Malaria mortality in Africa and Asia: evidence from INDEPTH health and demographic surveillance system sites

Type Journal Article - Global health action
Title Malaria mortality in Africa and Asia: evidence from INDEPTH health and demographic surveillance system sites
Author(s)
Volume 7
Publication (Day/Month/Year) 2014
URL http://www.globalhealthaction.net/index.php/gha/article/view/25369
Abstract
Background: Malaria continues to be a major cause of infectious disease mortality in tropical regions. However, deaths from malaria are most often not individually documented, and as a result overall understanding of malaria epidemiology is inadequate. INDEPTH Network members maintain population surveillance in Health and Demographic Surveillance System sites across Africa and Asia, in which individual deaths are followed up with verbal autopsies.

Objective: To present patterns of malaria mortality determined by verbal autopsy from INDEPTH sites across Africa and Asia, comparing these findings with other relevant information on malaria in the same regions.

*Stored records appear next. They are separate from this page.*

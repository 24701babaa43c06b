//! Dynamic page routes: `/post/[id]`, `/docs/[...slug]`, `/shop/[[...path]]`.

use percent_encoding::percent_decode_str;
use regex::Regex;

use crate::{ParamValue, Params, RouteError};

#[derive(Debug, Clone, Copy, PartialEq, Eq, PartialOrd, Ord)]
enum SegmentKind {
    Static,
    Dynamic,
    CatchAll,
    OptionalCatchAll,
}

fn classify(segment: &str) -> (SegmentKind, &str) {
    if let Some(name) = segment
        .strip_prefix("[[...")
        .and_then(|s| s.strip_suffix("]]"))
    {
        return (SegmentKind::OptionalCatchAll, name);
    }
    if let Some(name) = segment.strip_prefix("[...").and_then(|s| s.strip_suffix(']')) {
        return (SegmentKind::CatchAll, name);
    }
    if let Some(name) = segment.strip_prefix('[').and_then(|s| s.strip_suffix(']')) {
        return (SegmentKind::Dynamic, name);
    }
    (SegmentKind::Static, segment)
}

fn segments(page: &str) -> impl Iterator<Item = &str> {
    page.split('/').filter(|s| !s.is_empty())
}

/// Whether a page path has at least one `[param]` segment.
pub fn is_dynamic_route(page: &str) -> bool {
    segments(page).any(|s| classify(s).0 != SegmentKind::Static)
}

#[derive(Debug, Clone)]
struct Group {
    name: String,
    capture: String,
    repeat: bool,
}

/// A compiled dynamic page route.
#[derive(Debug, Clone)]
pub struct DynamicRoute {
    page: String,
    regex: Regex,
    groups: Vec<Group>,
}

impl DynamicRoute {
    pub fn new(page: &str) -> Result<Self, RouteError> {
        let mut body = String::new();
        let mut groups = Vec::new();
        for segment in segments(page) {
            let (kind, name) = classify(segment);
            let capture = format!("g{}", groups.len());
            match kind {
                SegmentKind::Static => {
                    body.push('/');
                    body.push_str(&regex::escape(segment));
                    continue;
                }
                SegmentKind::Dynamic => body.push_str(&format!("/(?P<{capture}>[^/]+?)")),
                SegmentKind::CatchAll => body.push_str(&format!("/(?P<{capture}>.+?)")),
                SegmentKind::OptionalCatchAll => {
                    body.push_str(&format!("(?:/(?P<{capture}>.+?))?"))
                }
            }
            groups.push(Group {
                name: name.to_string(),
                capture,
                repeat: matches!(kind, SegmentKind::CatchAll | SegmentKind::OptionalCatchAll),
            });
        }

        let regex = Regex::new(&format!("^{body}(?:/)?$")).map_err(|e| RouteError::InvalidPattern {
            pattern: page.to_string(),
            message: e.to_string(),
        })?;

        Ok(Self {
            page: page.to_string(),
            regex,
            groups,
        })
    }

    pub fn page(&self) -> &str {
        &self.page
    }

    /// Match a pathname, decoding each captured segment. Undecodable
    /// segments never match.
    pub fn matches(&self, pathname: &str) -> Option<Params> {
        let captures = self.regex.captures(pathname)?;
        let mut params = Params::new();
        for group in &self.groups {
            let Some(raw) = captures.name(&group.capture) else {
                continue;
            };
            let value = if group.repeat {
                let parts = raw
                    .as_str()
                    .split('/')
                    .map(decode)
                    .collect::<Option<Vec<_>>>()?;
                ParamValue::Multi(parts)
            } else {
                ParamValue::Single(decode(raw.as_str())?)
            };
            params.insert(group.name.clone(), value);
        }
        Some(params)
    }
}

fn decode(segment: &str) -> Option<String> {
    percent_decode_str(segment)
        .decode_utf8()
        .ok()
        .map(|s| s.into_owned())
}

/// Order dynamic pages so more specific routes are tried first: at each
/// level static segments (alphabetically) before `[param]`, before
/// `[...param]`, before `[[...param]]`, and a parent before its children.
pub fn sort_pages<'a>(pages: impl IntoIterator<Item = &'a str>) -> Vec<&'a str> {
    let mut pages: Vec<&str> = pages.into_iter().collect();
    pages.sort_by_cached_key(|page| {
        segments(page)
            .map(|s| match classify(s) {
                (SegmentKind::Static, name) => (SegmentKind::Static, name.to_string()),
                (kind, _) => (kind, String::new()),
            })
            .collect::<Vec<_>>()
    });
    pages
}

/// Compile the dynamic routes among `pages`, most specific first.
pub fn dynamic_routes<'a>(
    pages: impl IntoIterator<Item = &'a str>,
) -> Result<Vec<DynamicRoute>, RouteError> {
    sort_pages(pages.into_iter().filter(|p| is_dynamic_route(p)))
        .into_iter()
        .map(DynamicRoute::new)
        .collect()
}

#[cfg(test)]
mod tests {
    use super::*;

    #[test]
    fn test_is_dynamic_route() {
        assert!(is_dynamic_route("/post/[id]"));
        assert!(is_dynamic_route("/[...slug]"));
        assert!(!is_dynamic_route("/about"));
        assert!(!is_dynamic_route("/"));
    }

    #[test]
    fn test_single_param() {
        let route = DynamicRoute::new("/routing/dynamic/simple/[id]").unwrap();
        let params = route.matches("/routing/dynamic/simple/42").unwrap();
        assert_eq!(params["id"], ParamValue::Single("42".into()));
        assert!(route.matches("/routing/dynamic/simple").is_none());
        assert!(route.matches("/routing/dynamic/simple/4/2").is_none());
    }

    #[test]
    fn test_intermediate_param() {
        let route = DynamicRoute::new("/routing/dynamic/[intermediate]/post").unwrap();
        let params = route.matches("/routing/dynamic/abc/post").unwrap();
        assert_eq!(params["intermediate"], ParamValue::Single("abc".into()));
    }

    #[test]
    fn test_catch_all() {
        let route = DynamicRoute::new("/routing/dynamic/catchall/[...args]").unwrap();
        let params = route.matches("/routing/dynamic/catchall/a/b%20c").unwrap();
        assert_eq!(
            params["args"],
            ParamValue::Multi(vec!["a".into(), "b c".into()])
        );
        assert!(route.matches("/routing/dynamic/catchall").is_none());
    }

    #[test]
    fn test_optional_catch_all() {
        let route = DynamicRoute::new("/shop/[[...path]]").unwrap();
        assert!(route.matches("/shop").unwrap().is_empty());
        assert_eq!(
            route.matches("/shop/a").unwrap()["path"],
            ParamValue::Multi(vec!["a".into()])
        );
    }

    #[test]
    fn test_undecodable_segment() {
        let route = DynamicRoute::new("/post/[id]").unwrap();
        assert!(route.matches("/post/%ff").is_none());
    }

    #[test]
    fn test_sorting() {
        let sorted = sort_pages([
            "/[...all]",
            "/blog/[slug]",
            "/blog/[[...rest]]",
            "/[id]",
            "/blog/featured",
            "/",
        ]);
        assert_eq!(
            sorted,
            vec![
                "/",
                "/blog/featured",
                "/blog/[slug]",
                "/blog/[[...rest]]",
                "/[id]",
                "/[...all]",
            ]
        );
    }

    #[test]
    fn test_dynamic_routes_filters_static_pages() {
        let routes = dynamic_routes(["/about", "/post/[id]", "/api/[name]"]).unwrap();
        let pages: Vec<&str> = routes.iter().map(DynamicRoute::page).collect();
        assert_eq!(pages, vec!["/api/[name]", "/post/[id]"]);
    }
}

Design: From a database covering 111,910 deaths over 12,204,043 person-years in 22 sites, in which verbal autopsy data were handled according to the WHO 2012 standard and processed using the InterVA-4 model, over 6,000 deaths were attributed to malaria. The overall period covered was 1992–2012, but two-thirds of the observations related to 2006–2012. These deaths were analysed by site, time period, age group and sex to investigate epidemiological differences in malaria mortality.

Results: Rates of malaria mortality varied by 1:10,000 across the sites, with generally low rates in Asia (one site recording no malaria deaths over 0.5 million person-years) and some of the highest rates in West Africa (Nouna, Burkina Faso: 2.47 per 1,000 person-years). Childhood malaria mortality rates were strongly correlated with Malaria Atlas Project estimates of Plasmodium falciparum parasite rates for the same locations. Adult malaria mortality rates, while lower than corresponding childhood rates, were strongly correlated with childhood rates at the site level.

Conclusions: The wide variations observed in malaria mortality, which were nevertheless consistent with various other estimates, suggest that population-based registration of deaths using verbal autopsy is a useful approach to understanding the details of malaria epidemiology.